**YOUR INSTRUCTIONS:**
Each record below should be given again exactly as it reads.

**EXTRACTED INFORMATION:**

--------

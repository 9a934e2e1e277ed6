use std::fs;

use chrono::{TimeZone, Utc};
use galleri_sync::{RowSource, SkipReason, SyncError, SyncOutcome, SyncRequest, run_sync_at};
use tempfile::TempDir;

const SHEET_CSV: &str = "\
id,name,description,category,price,size,type,colors,images,available,featured,dateAdded,variants
kar001,Blå Katt,Akvarell,Djur,1200,30x40 cm,Original,\"Blå, vit\",\"kar001,kar001-2\",true,true,2024-04-01,
,Röd Räv,,Djur,,\"A4, A3\",Print,röd,,0,,,\"Liten, Stor\"
kar003,,Utan namn,,,,,,,,,,
";

fn now() -> chrono::DateTime<Utc> {
    Utc.with_ymd_and_hms(2024, 6, 1, 12, 30, 0).unwrap()
}

fn request(dir: &TempDir, csv: &str, dry_run: bool) -> SyncRequest {
    let csv_path = dir.path().join("sheet.csv");
    fs::write(&csv_path, csv).unwrap();
    SyncRequest {
        source: Some(RowSource::Csv(csv_path)),
        output: dir.path().join("data").join("inventory.json"),
        dry_run,
    }
}

#[test]
fn csv_sync_writes_inventory_document() {
    let dir = TempDir::new().unwrap();
    let req = request(&dir, SHEET_CSV, false);

    let outcome = run_sync_at(&req, now()).unwrap();
    match outcome {
        SyncOutcome::Written { rows, items, .. } => {
            assert_eq!(rows, 4);
            assert_eq!(items, 2);
        }
        other => panic!("unexpected outcome: {other:?}"),
    }

    let doc: serde_json::Value =
        serde_json::from_str(&fs::read_to_string(&req.output).unwrap()).unwrap();
    assert_eq!(doc["lastUpdated"], "2024-06-01T12:30:00.000Z");

    let items = doc["items"].as_array().unwrap();
    assert_eq!(items[0]["id"], "kar001");
    assert_eq!(items[0]["image"], "kar001");
    assert_eq!(items[0]["colors"], serde_json::json!(["blå", "vit"]));
    assert_eq!(items[0]["featured"], true);

    assert_eq!(items[1]["id"], "rod-rav");
    assert_eq!(items[1]["images"], serde_json::json!(["rod-rav"]));
    assert_eq!(items[1]["type"], "Print");
    assert_eq!(items[1]["available"], false);
    assert_eq!(items[1]["price"], serde_json::Value::Null);
    assert_eq!(items[1]["dateAdded"], "2024-06-01");
    assert_eq!(items[1]["variants"], serde_json::json!(["Liten", "Stor"]));
}

#[test]
fn dry_run_leaves_output_alone() {
    let dir = TempDir::new().unwrap();
    let req = request(&dir, SHEET_CSV, true);

    let outcome = run_sync_at(&req, now()).unwrap();
    let SyncOutcome::DryRun { document, .. } = outcome else {
        panic!("expected dry run");
    };
    assert_eq!(document.items.len(), 2);
    assert!(!req.output.exists());
}

#[test]
fn missing_source_is_skipped() {
    let dir = TempDir::new().unwrap();
    let output = dir.path().join("inventory.json");
    fs::write(&output, "previous").unwrap();

    let req = SyncRequest {
        source: None,
        output: output.clone(),
        dry_run: false,
    };
    let outcome = run_sync_at(&req, now()).unwrap();
    assert!(matches!(outcome, SyncOutcome::Skipped(SkipReason::NoSource)));
    assert_eq!(fs::read_to_string(&output).unwrap(), "previous");
}

#[test]
fn empty_sheet_is_skipped() {
    let dir = TempDir::new().unwrap();
    let req = request(&dir, "", false);
    let outcome = run_sync_at(&req, now()).unwrap();
    assert!(matches!(outcome, SyncOutcome::Skipped(SkipReason::NoRows)));
    assert!(!req.output.exists());
}

#[test]
fn sheet_without_valid_rows_fails_and_keeps_previous_file() {
    let dir = TempDir::new().unwrap();
    let req = request(&dir, "id,name\nkar001,\n,\n", false);
    fs::create_dir_all(req.output.parent().unwrap()).unwrap();
    fs::write(&req.output, "previous").unwrap();

    let err = run_sync_at(&req, now()).unwrap_err();
    assert!(matches!(err, SyncError::Empty { rows: 2 }));
    assert_eq!(fs::read_to_string(&req.output).unwrap(), "previous");
}

#[test]
fn missing_csv_file_is_io_error() {
    let dir = TempDir::new().unwrap();
    let req = SyncRequest {
        source: Some(RowSource::Csv(dir.path().join("nope.csv"))),
        output: dir.path().join("inventory.json"),
        dry_run: false,
    };
    assert!(matches!(run_sync_at(&req, now()), Err(SyncError::Io(_))));
}

#[test]
fn unreadable_csv_fails_and_keeps_previous_file() {
    let dir = TempDir::new().unwrap();
    let csv_path = dir.path().join("latin1.csv");
    fs::write(&csv_path, b"id,name\nkar001,Bl\xe5 Katt\n").unwrap();
    let req = SyncRequest {
        source: Some(RowSource::Csv(csv_path)),
        output: dir.path().join("inventory.json"),
        dry_run: false,
    };
    fs::write(&req.output, "previous").unwrap();

    assert!(matches!(run_sync_at(&req, now()), Err(SyncError::Csv(_))));
    assert_eq!(fs::read_to_string(&req.output).unwrap(), "previous");
}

--------

**OUTPUT BELOW:**
repository 9a934e2e1e277ed6
use std::fs;

use chrono::{TimeZone, Utc};
use galleri_sync::{RowSource, SkipReason, SyncError, SyncOutcome, SyncRequest, run_sync_at};
use tempfile::TempDir;

const SHEET_CSV: &str = "\
id,name,description,category,price,size,type,colors,images,available,featured,dateAdded,variants
kar001,Blå Katt,Akvarell,Djur,1200,30x40 cm,Original,\"Blå, vit\",\"kar001,kar001-2\",true,true,2024-04-01,
,Röd Räv,,Djur,,\"A4, A3\",Print,röd,,0,,,\"Liten, Stor\"
kar003,,Utan namn,,,,,,,,,,
";

fn now() -> chrono::DateTime<Utc> {
    Utc.with_ymd_and_hms(2024, 6, 1, 12, 30, 0).unwrap()
}

fn request(dir: &TempDir, csv: &str, dry_run: bool) -> SyncRequest {
    let csv_path = dir.path().join("sheet.csv");
    fs::write(&csv_path, csv).unwrap();
    SyncRequest {
        source: Some(RowSource::Csv(csv_path)),
        output: dir.path().join("data").join("inventory.json"),
        dry_run,
    }
}

#[test]
fn csv_sync_writes_inventory_document() {
    let dir = TempDir::new().unwrap();
    let req = request(&dir, SHEET_CSV, false);

    let outcome = run_sync_at(&req, now()).unwrap();
    match outcome {
        SyncOutcome::Written { rows, items, .. } => {
            assert_eq!(rows, 4);
            assert_eq!(items, 2);
        }
        other => panic!("unexpected outcome: {other:?}"),
    }

    let doc: serde_json::Value =
        serde_json::from_str(&fs::read_to_string(&req.output).unwrap()).unwrap();
    assert_eq!(doc["lastUpdated"], "2024-06-01T12:30:00.000Z");

    let items = doc["items"].as_array().unwrap();
    assert_eq!(items[0]["id"], "kar001");
    assert_eq!(items[0]["image"], "kar001");
    assert_eq!(items[0]["colors"], serde_json::json!(["blå", "vit"]));
    assert_eq!(items[0]["featured"], true);

    assert_eq!(items[1]["id"], "rod-rav");
    assert_eq!(items[1]["images"], serde_json::json!(["rod-rav"]));
    assert_eq!(items[1]["type"], "Print");
    assert_eq!(items[1]["available"], false);
    assert_eq!(items[1]["price"], serde_json::Value::Null);
    assert_eq!(items[1]["dateAdded"], "2024-06-01");
    assert_eq!(items[1]["variants"], serde_json::json!(["Liten", "Stor"]));
}

#[test]
fn dry_run_leaves_output_alone() {
    let dir = TempDir::new().unwrap();
    let req = request(&dir, SHEET_CSV, true);

    let outcome = run_sync_at(&req, now()).unwrap();
    let SyncOutcome::DryRun { document, .. } = outcome else {
        panic!("expected dry run");
    };
    assert_eq!(document.items.len(), 2);
    assert!(!req.output.exists());
}

#[test]
fn missing_source_is_skipped() {
    let dir = TempDir::new().unwrap();
    let output = dir.path().join("inventory.json");
    fs::write(&output, "previous").unwrap();

    let req = SyncRequest {
        source: None,
        output: output.clone(),
        dry_run: false,
    };
    let outcome = run_sync_at(&req, now()).unwrap();
    assert!(matches!(outcome, SyncOutcome::Skipped(SkipReason::NoSource)));
    assert_eq!(fs::read_to_string(&output).unwrap(), "previous");
}

#[test]
fn empty_sheet_is_skipped() {
    let dir = TempDir::new().unwrap();
    let req = request(&dir, "", false);
    let outcome = run_sync_at(&req, now()).unwrap();
    assert!(matches!(outcome, SyncOutcome::Skipped(SkipReason::NoRows)));
    assert!(!req.output.exists());
}

#[test]
fn sheet_without_valid_rows_fails_and_keeps_previous_file() {
    let dir = TempDir::new().unwrap();
    let req = request(&dir, "id,name\nkar001,\n,\n", false);
    fs::create_dir_all(req.output.parent().unwrap()).unwrap();
    fs::write(&req.output, "previous").unwrap();

    let err = run_sync_at(&req, now()).unwrap_err();
    assert!(matches!(err, SyncError::Empty { rows: 2 }));
    assert_eq!(fs::read_to_string(&req.output).unwrap(), "previous");
}

#[test]
fn missing_csv_file_is_io_error() {
    let dir = TempDir::new().unwrap();
    let req = SyncRequest {
        source: Some(RowSource::Csv(dir.path().join("nope.csv"))),
        output: dir.path().join("inventory.json"),
        dry_run: false,
    };
    assert!(matches!(run_sync_at(&req, now()), Err(SyncError::Io(_))));
}

#[test]
fn unreadable_csv_fails_and_keeps_previous_file() {
    let dir = TempDir::new().unwrap();
    let csv_path = dir.path().join("latin1.csv");
    fs::write(&csv_path, b"id,name\nkar001,Bl\xe5 Katt\n").unwrap();
    let req = SyncRequest {
        source: Some(RowSource::Csv(csv_path)),
        output: dir.path().join("inventory.json"),
        dry_run: false,
    };
    fs::write(&req.output, "previous").unwrap();

    assert!(matches!(run_sync_at(&req, now()), Err(SyncError::Csv(_))));
    assert_eq!(fs::read_to_string(&req.output).unwrap(), "previous");
}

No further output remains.